The key differentiation of this system, says ArvinMeritor, is its ability to run in zero-emissions mode in a wide range of situations, allowing the truck to operate in places where emissions are restricted, like a port or urban area. The batteries also provide continuous power for hotel loads during an overnight rest period, eliminating the need for engine idling or other anti-idling systems. Electrification of accessories such as the air and AC compressors offers further efficiency benefits.

The Meritor hybrid drivetrain was developed in collaboration with Navistar and Cummins and consists of a proprietary motor/generator unit with high-capacity lithium-ion batteries, as well as the overall power-management system.

Peterbilt is also very active with Wal-Mart, and it’s in the process of delivering five Model 386 tractors with diesel-electric hybrid power systems developed by Eaton and PACCAR.

AND SMALLER FLEETS?

Given the cost of entry, serious explorations in hybrid technology have been mostly a big-fleet playground.

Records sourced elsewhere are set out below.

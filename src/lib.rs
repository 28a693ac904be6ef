pub mod config;
pub mod driver;
pub mod error;
pub mod fixture;
pub mod logging;
pub mod pages;
pub mod scenario;
pub mod testdata;

// Re-export the types a scenario touches at crate root for convenience
pub use config::Config;
pub use driver::{Backend, DriverManager, Session};
pub use error::{Error, Result};
pub use fixture::{FixtureRecord, FixtureStore};
pub use pages::{LoginPage, PageActions, SignupPage};
pub use scenario::TestRun;
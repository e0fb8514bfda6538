use std::env;
use std::path::{Path, PathBuf};
use std::sync::atomic::{AtomicBool, Ordering};
use std::sync::{PoisonError, RwLock};

/// Bookkeeping owned by one shell session.
///
/// The directory held here is authoritative: commands resolve paths against
/// it instead of asking the OS. `cd` keeps the OS working directory in step.
#[derive(Debug)]
pub struct SessionState {
    current_dir: RwLock<PathBuf>,
    running: AtomicBool,
}

impl SessionState {
    pub fn new() -> std::io::Result<Self> {
        Ok(Self::with_dir(env::current_dir()?))
    }

    pub fn with_dir(dir: impl Into<PathBuf>) -> Self {
        Self {
            current_dir: RwLock::new(dir.into()),
            running: AtomicBool::new(true),
        }
    }

    pub fn current_dir(&self) -> PathBuf {
        self.current_dir
            .read()
            .unwrap_or_else(PoisonError::into_inner)
            .clone()
    }

    pub(crate) fn set_current_dir(&self, dir: &Path) {
        let mut current = self
            .current_dir
            .write()
            .unwrap_or_else(PoisonError::into_inner);
        *current = dir.to_path_buf();
    }

    pub fn is_running(&self) -> bool {
        self.running.load(Ordering::SeqCst)
    }

    pub fn stop(&self) {
        self.running.store(false, Ordering::SeqCst);
    }

    /// Last path segment of the current directory, as shown in the prompt.
    pub fn dir_name(&self) -> String {
        let dir = self.current_dir();
        match dir.file_name() {
            Some(name) => name.to_string_lossy().into_owned(),
            None => dir.to_string_lossy().into_owned(),
        }
    }
}
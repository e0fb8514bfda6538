//! Line classification.
//!
//! A raw line belongs to exactly one grammar family, picked before any
//! tokenization happens: redirection (`>`) wins over parallel (`&`), which
//! wins over sequential (`;`), which wins over a plain command. A line is
//! never split on more than one operator kind.

pub const REDIRECT: char = '>';
pub const PARALLEL: char = '&';
pub const SEQUENCE: char = ';';

const INVALID_REDIRECTION: &str = "invalid redirection syntax.";

#[derive(Debug, Clone, Copy, PartialEq, Eq)]
pub enum DirectiveKind {
    Plain,
    Parallel,
    Sequential,
    Redirected,
    Malformed,
}

/// One command segment of a line plus the way it has to be run.
#[derive(Debug, Clone, PartialEq, Eq)]
pub enum Directive {
    Plain(Vec<String>),
    Parallel(Vec<String>),
    Sequential(Vec<String>),
    Redirected { tokens: Vec<String>, target: String },
    Malformed(String),
}

impl Directive {
    pub fn kind(&self) -> DirectiveKind {
        match self {
            Directive::Plain(_) => DirectiveKind::Plain,
            Directive::Parallel(_) => DirectiveKind::Parallel,
            Directive::Sequential(_) => DirectiveKind::Sequential,
            Directive::Redirected { .. } => DirectiveKind::Redirected,
            Directive::Malformed(_) => DirectiveKind::Malformed,
        }
    }

    /// Program name followed by its arguments. Empty for `Malformed`.
    pub fn tokens(&self) -> &[String] {
        match self {
            Directive::Plain(tokens)
            | Directive::Parallel(tokens)
            | Directive::Sequential(tokens)
            | Directive::Redirected { tokens, .. } => tokens,
            Directive::Malformed(_) => &[],
        }
    }

    pub fn output_target(&self) -> Option<&str> {
        match self {
            Directive::Redirected { target, .. } => Some(target),
            _ => None,
        }
    }

    pub fn error_message(&self) -> Option<&str> {
        match self {
            Directive::Malformed(message) => Some(message),
            _ => None,
        }
    }
}

/// Turns a raw input line into the ordered list of directives it describes.
pub fn classify(line: &str) -> Vec<Directive> {
    let line = line.trim();
    if line.is_empty() {
        return Vec::new();
    }

    if line.contains(REDIRECT) {
        vec![classify_redirection(line)]
    } else if line.contains(PARALLEL) {
        split_segments(line, PARALLEL)
            .map(Directive::Parallel)
            .collect()
    } else if line.contains(SEQUENCE) {
        split_segments(line, SEQUENCE)
            .map(Directive::Sequential)
            .collect()
    } else {
        vec![Directive::Plain(tokenize(line))]
    }
}

fn classify_redirection(line: &str) -> Directive {
    let Some((command, target)) = line.split_once(REDIRECT) else {
        return Directive::Malformed(INVALID_REDIRECTION.to_string());
    };

    let command = command.trim();
    let target = target.trim();
    if command.is_empty() || target.is_empty() {
        return Directive::Malformed(INVALID_REDIRECTION.to_string());
    }

    Directive::Redirected {
        tokens: tokenize(command),
        target: target.to_string(),
    }
}

fn split_segments(line: &str, operator: char) -> impl Iterator<Item = Vec<String>> + '_ {
    line.split(operator)
        .map(str::trim)
        .filter(|segment| !segment.is_empty())
        .map(tokenize)
}

fn tokenize(segment: &str) -> Vec<String> {
    segment.split_whitespace().map(String::from).collect()
}
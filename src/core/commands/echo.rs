use std::io::Write;

use super::{Command, CommandError};
use crate::core::state::SessionState;

#[derive(Debug, Clone, Default)]
pub struct EchoCommand;

impl EchoCommand {
    pub fn new() -> Self {
        Self
    }
}

impl Command for EchoCommand {
    fn execute(
        &self,
        _state: &SessionState,
        args: &[String],
        out: &mut dyn Write,
    ) -> Result<(), CommandError> {
        let text = args.join(" ");
        writeln!(out, "{}", strip_quotes(&text))?;
        Ok(())
    }
}

/// Drops one pair of matching `"` or `'` wrapping the whole text.
fn strip_quotes(text: &str) -> &str {
    ['"', '\'']
        .iter()
        .find_map(|&quote| {
            text.strip_prefix(quote)
                .and_then(|rest| rest.strip_suffix(quote))
        })
        .unwrap_or(text)
}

And American at that. But there’s one interesting exception in Victoria, B.C., where R&B has what’s being called the cleanest refrigerated delivery truck on the continent. The company, run by Paul Cunnington, is a delivery agent for Clark Freightways. It has 28 trucks on the road, this one being the only diesel/electric hybrid.

Cunnington’s class 7 Freightliner M2e 106 straight truck uses a small Cummins engine and the Eaton hybrid system. It also has an interesting electric refrigeration unit powered by the hybrid system, eliminating the need for a second diesel engine. It should save as much as 35 ­percent in fuel costs and reduce greenhouse gas emissions by more than 20 tonnes a year.

That all-electric reefer unit is made by Aura Systems of California , which is predominantly a maker of mobile-power electric generators for military use. More recently involved in truck refrigeration after the acquisition of Global Refrigeration, it makes the ‘Oasis’ midrange truck unit as seen on the R&B vehicle. Intended to run electrically off a PTO-driven generator, it was modified in this case to get power from the hybrid system. And it probably has a big future in either form.

Introduced last September, with capacities of 15,000-20,000 BTU/hr, it’s on the road in more than 100 trucks so far. Aura says Penske, Ryder, Idealease, and smaller regional leasing companies have agreed to provide a leasing option for this system for select customers. Coming noise and emission regulations will very likely make this sort of product very popular. Aura conservatively estimates shipping over 700 systems in 2009 and 2000-plus in 2010. It will also introduce a trailer system in the first half of this year.

R&B Trucking notwithstanding, it’s likely that we’ll have to depend on large companies such as Coca-Cola and Wal-Mart to advance the hybrid truck commercialization process for now. They’re hurting too, of course, but they have deep pockets. Enviable, eh?